Just wanted to offer up a word of encouragement: been abroad on volunteer work for the past six months and tried to use my "spare time" to study for the GMAT but ended up traveling Africa more than hitting the books...went through the Kaplan book and OG 11th edition over the span of 2-3 months, along with taking one of the GMATPrep tests (760).
In early July, decided to buckle down and just take a week instead to cram for the test and take it.
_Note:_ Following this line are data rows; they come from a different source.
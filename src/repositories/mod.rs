//! 데이터 액세스 계층
//!
//! 식별 정보 해석 로직이 의존하는 저장소 계약(trait)과 그 구현을 제공합니다.
//! 서비스는 구체 타입이 아니라 `Arc<dyn IdentityStore>`를 주입받습니다.
//!
//! # 구현체
//!
//! - [`mongo_store::MongoIdentityStore`] - MongoDB (`users`, `groups`, `hybridauth` 컬렉션)
//! - [`memory::InMemoryIdentityStore`] - 프로세스 메모리 (개발/테스트)
//!
//! # 원자성 규칙
//!
//! - `IdentityLinkRepository::save`는 자연 키 `(provider, external_id)` 기준 upsert 한 번으로 끝납니다.
//! - 자동 가입은 `IdentityStore::save_registration`이 사용자와 링크를 한 트랜잭션으로 저장합니다.
//! - 유니크 제약 위반은 애플리케이션 락이 아니라 저장소가 판정하며 `AppError::DuplicateIdentity`로 보고됩니다.

use async_trait::async_trait;
use mongodb::bson::oid::ObjectId;
use crate::core::errors::AppResult;
use crate::domain::entities::identity::IdentityLink;
use crate::domain::entities::users::{Group, User};

pub mod users;
pub mod identity;
pub mod mongo_store;
pub mod memory;

/// `(provider, external_id) → 로컬 사용자` 매핑 저장소
#[async_trait]
pub trait IdentityLinkRepository: Send + Sync {
    /// 자연 키 정확 일치 조회
    async fn find_by_provider_and_id(&self, provider: &str, external_id: &str) -> AppResult<Option<IdentityLink>>;

    /// 자연 키 기준 insert 또는 update
    ///
    /// 같은 키로 동시에 처음 저장되는 경합에서 진 쪽은 `DuplicateIdentity`를 받습니다.
    async fn save(&self, link: &IdentityLink) -> AppResult<()>;
}

/// 로컬 사용자/그룹 저장소
#[async_trait]
pub trait UserRepository: Send + Sync {
    async fn find_group_by_name(&self, name: &str) -> AppResult<Option<Group>>;

    async fn find_by_id(&self, id: &ObjectId) -> AppResult<Option<User>>;

    /// ID 기준 insert 또는 update
    async fn save(&self, user: &User) -> AppResult<()>;
}

/// 식별 정보 해석에 필요한 저장소 전체
#[async_trait]
pub trait IdentityStore: IdentityLinkRepository + UserRepository {
    /// 새 사용자와 그 링크를 하나의 작업 단위로 저장합니다.
    ///
    /// 둘 다 저장되거나 둘 다 저장되지 않습니다.
    /// `(provider, external_id)`가 이미 존재하면 `DuplicateIdentity`를 반환하고 사용자도 남기지 않습니다.
    async fn save_registration(&self, user: &User, link: &IdentityLink) -> AppResult<()>;
}
//! # IdentityLink 리포지토리 구현
//!
//! `hybridauth` 컬렉션에 대한 MongoDB 데이터 액세스입니다.
//! `(provider, external_id)` 복합 유니크 인덱스가 "외부 계정 하나당 로컬 사용자 하나" 규칙을 강제합니다.

use std::sync::Arc;
use async_trait::async_trait;
use mongodb::{
    bson::doc,
    options::IndexOptions,
    ClientSession, Collection, IndexModel,
};
use crate::{
    core::errors::{AppError, AppResult},
    db::Database,
    domain::entities::identity::IdentityLink,
    repositories::{mongo_store::is_duplicate_key, IdentityLinkRepository},
};

/// MongoDB IdentityLink 리포지토리
///
/// ## 저장 방식
///
/// `save`는 `_id`가 아닌 자연 키를 필터로 하는 `update_one` + `upsert`입니다.
/// `_id`와 `created_at`은 `$setOnInsert`로 처음 삽입될 때만 기록되므로,
/// 이미 존재하는 링크를 다른 요청이 먼저 만들었더라도 그 문서를 덮어쓰게 됩니다.
/// 두 요청이 동시에 "처음" 삽입하려 하면 유니크 인덱스가 한 쪽을 E11000으로 거부합니다.
#[derive(Clone)]
pub struct MongoIdentityLinkRepository {
    db: Arc<Database>,
}

impl MongoIdentityLinkRepository {
    pub const COLLECTION: &'static str = "hybridauth";

    pub fn new(db: Arc<Database>) -> Self {
        Self { db }
    }

    fn links(&self) -> Collection<IdentityLink> {
        self.db.get_database().collection(Self::COLLECTION)
    }

    /// 진행 중인 트랜잭션 안에서 새 링크를 삽입합니다.
    pub async fn insert_in_session(&self, link: &IdentityLink, session: &mut ClientSession) -> Result<(), mongodb::error::Error> {
        self.links()
            .insert_one(link)
            .session(session)
            .await
            .map(|_| ())
    }

    /// `(provider, external_id)` 유니크 인덱스와 사용자별 조회 인덱스를 생성합니다.
    pub async fn create_indexes(&self) -> AppResult<()> {
        let natural_key_index = IndexModel::builder()
            .keys(doc! { "provider": 1, "external_id": 1 })
            .options(IndexOptions::builder()
                .unique(true)
                .name("provider_external_id_unique".to_string())
                .build())
            .build();

        let user_index = IndexModel::builder()
            .keys(doc! { "user_id": 1 })
            .options(IndexOptions::builder()
                .name("user_id".to_string())
                .build())
            .build();

        self.links()
            .create_indexes([natural_key_index, user_index])
            .await?;

        Ok(())
    }
}

#[async_trait]
impl IdentityLinkRepository for MongoIdentityLinkRepository {
    async fn find_by_provider_and_id(&self, provider: &str, external_id: &str) -> AppResult<Option<IdentityLink>> {
        self.links()
            .find_one(doc! { "provider": provider, "external_id": external_id })
            .await
            .map_err(|e| AppError::PersistenceFailure(e.to_string()))
    }

    async fn save(&self, link: &IdentityLink) -> AppResult<()> {
        let filter = doc! {
            "provider": link.provider.as_str(),
            "external_id": link.external_id.as_str(),
        };
        let update = doc! {
            "$set": {
                "user_id": link.user_id,
                "display_name": link.display_name.as_str(),
                "avatar_url": link.avatar_url.clone(),
                "profile_url": link.profile_url.clone(),
                "updated_at": link.updated_at,
            },
            "$setOnInsert": {
                "_id": link.id,
                "created_at": link.created_at,
            },
        };

        match self.links().update_one(filter, update).upsert(true).await {
            Ok(_) => Ok(()),
            Err(e) if is_duplicate_key(&e) => Err(AppError::DuplicateIdentity {
                provider: link.provider.clone(),
                external_id: link.external_id.clone(),
            }),
            Err(e) => Err(AppError::PersistenceFailure(e.to_string())),
        }
    }
}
I know that this goes against all traditional exam preparation tips and strategies but decided that prolonging this thing wouldn't necessarily help me study any better or faster -- I'm someone who's motivated by urgency and the "holy crap I'm so screwed tomorrow" instinct.
Booked an appointment on Saturday, July 25th at 8:00 AM. Came back from Africa 10 days prior and spent 48 hours recovering from jetlag, then hit the ground running on the Saturday before the exam.
* Finished OG practice problems
* Hit the OG Quant Review and Verbal Review (finished Quant Review on Sunday and Monday and Verbal Review on Monday and Tuesday)
* Reviewed Kaplan 800 book on Wednesday and Thursday
* Had 5 Princeton Review CATs at my disposal, and took them in the following order:
* CAT 1 on Monday morning: 680
* CAT 2 on Tuesday morning: 690
* CAT 3 on Wednesday morning: 730
* CAT 4 on Thursday morning: 710
* CAT 5 on Thursday evening: 680
* Took the second GMATPrep test on Friday morning: 780 (as suggested by many others, PR and Kaplan seem to underscore their practice tests, meaning they grade tougher than the actual GMAT, probably to scare you into signing up for the products or guaranteeing their "improved score," uh, guarantee)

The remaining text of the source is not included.